Things I got from Mom:
* My determination to believe, sometimes in the face of the evidence, that people are basically good and that we are all made of the same stuff — put another way, that it is wrong to blame people for their bad circumstances when external forces are almost certainly to blame
* My “What, me worry?” optimism
* My love of animals
* My belief that I can do more or less anything if I put my mind to it
Things I got from Dad:
* My love of music and my musical ability (although I think Mom may actually have a better ear). Some kids get praised for throwing a ball — I didn’t even have a ball, I got praised for singing on pitch. (n.b. if you want your kid to know how to throw a ball, you should get him one and throw it with him.)
* My inclination, tamed by two years of beatings in graduate school but still present, to use five syllables when one would do.
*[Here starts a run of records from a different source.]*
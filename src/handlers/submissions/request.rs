//! Submission request DTOs

use serde::Deserialize;
use validator::Validate;

/// Create submission request
#[derive(Debug, Deserialize, Validate)]
#[serde(rename_all = "camelCase")]
pub struct CreateSubmissionRequest {
    /// Problem to submit for
    pub problem_id: i32,

    /// Programming language, also the name of the judge queue
    #[validate(length(min = 1, max = 32))]
    pub language: String,

    /// Source code
    #[validate(length(min = 1, max = 1048576))] // 1MB max
    pub code: String,
}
Put another way, my love for words and playing with words and everything wonderful about language.
* My intolerance for bad music and bad taste in general. This of course flies in the face of Mom’s proletarianism, which makes for an interesting internal tension.
* My belief that I can do more or less anything if I put my mind to it Mom and Dad fought through some rough years bringing us up, but no matter what they put looking after us first, perhaps to a fault (my memory on this is fuzzy, but I’m fairly certain that Dad, after a long string of defeats, finally lost his partnership at the large lawfirm he was at because he took two weeks off to direct the music for my junior-high-school production of The Mikado, starring me.) I’m only now beginning to really appreciate how difficult that business of putting your kids first can be, as I watch parents around me go through the same traumas Mom and Dad did.
Anyway: Thanks, Mom and Dad. I am a lucky, lucky boy.